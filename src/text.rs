use unicode_normalization::UnicodeNormalization;

/// Canonicalizes text to Unicode compatibility decomposition (NFKD) so that
/// visually identical but differently encoded characters compare equal
/// downstream.
pub fn normalize_text(text: &str) -> String {
    text.nfkd().collect()
}

/// Splits one tree-text line into its name and optional trailing comment.
///
/// The split happens at the first `#`; both sides are trimmed and the comment
/// is normalized. Without a marker the whole trimmed line is the name.
///
/// Known limitation: a literal `#` inside file content cannot be expressed in
/// the tree-text format, since everything after the first marker is read as a
/// comment.
pub fn split_name_and_comment(line: &str) -> (String, String) {
    match line.split_once('#') {
        Some((name, comment)) => (name.trim().to_owned(), normalize_text(comment.trim())),
        None => (line.trim().to_owned(), String::new()),
    }
}

#[cfg(test)]
mod tests {
    use super::*;

    #[test]
    fn normalizes_to_decomposed_form() {
        // U+00E9 decomposes to `e` followed by a combining acute accent.
        assert_eq!(normalize_text("caf\u{e9}"), "cafe\u{301}");
    }

    #[test]
    fn splits_at_the_first_marker_only() {
        let (name, comment) = split_name_and_comment("notes.txt # see #42");

        assert_eq!(name, "notes.txt");
        assert_eq!(comment, "see #42");
    }

    #[test]
    fn line_without_marker_has_empty_comment() {
        let (name, comment) = split_name_and_comment("  src  ");

        assert_eq!(name, "src");
        assert_eq!(comment, "");
    }
}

==============================

- [YOUR GOAL] Your task is to copy each line of the entries that includes the word "String".

- [EXERCISE SOLUTION]
pub fn normalize_text(text: &str) -> String {
pub fn split_name_and_comment(line: &str) -> (String, String) {
        None => (line.trim().to_owned(), String::new()),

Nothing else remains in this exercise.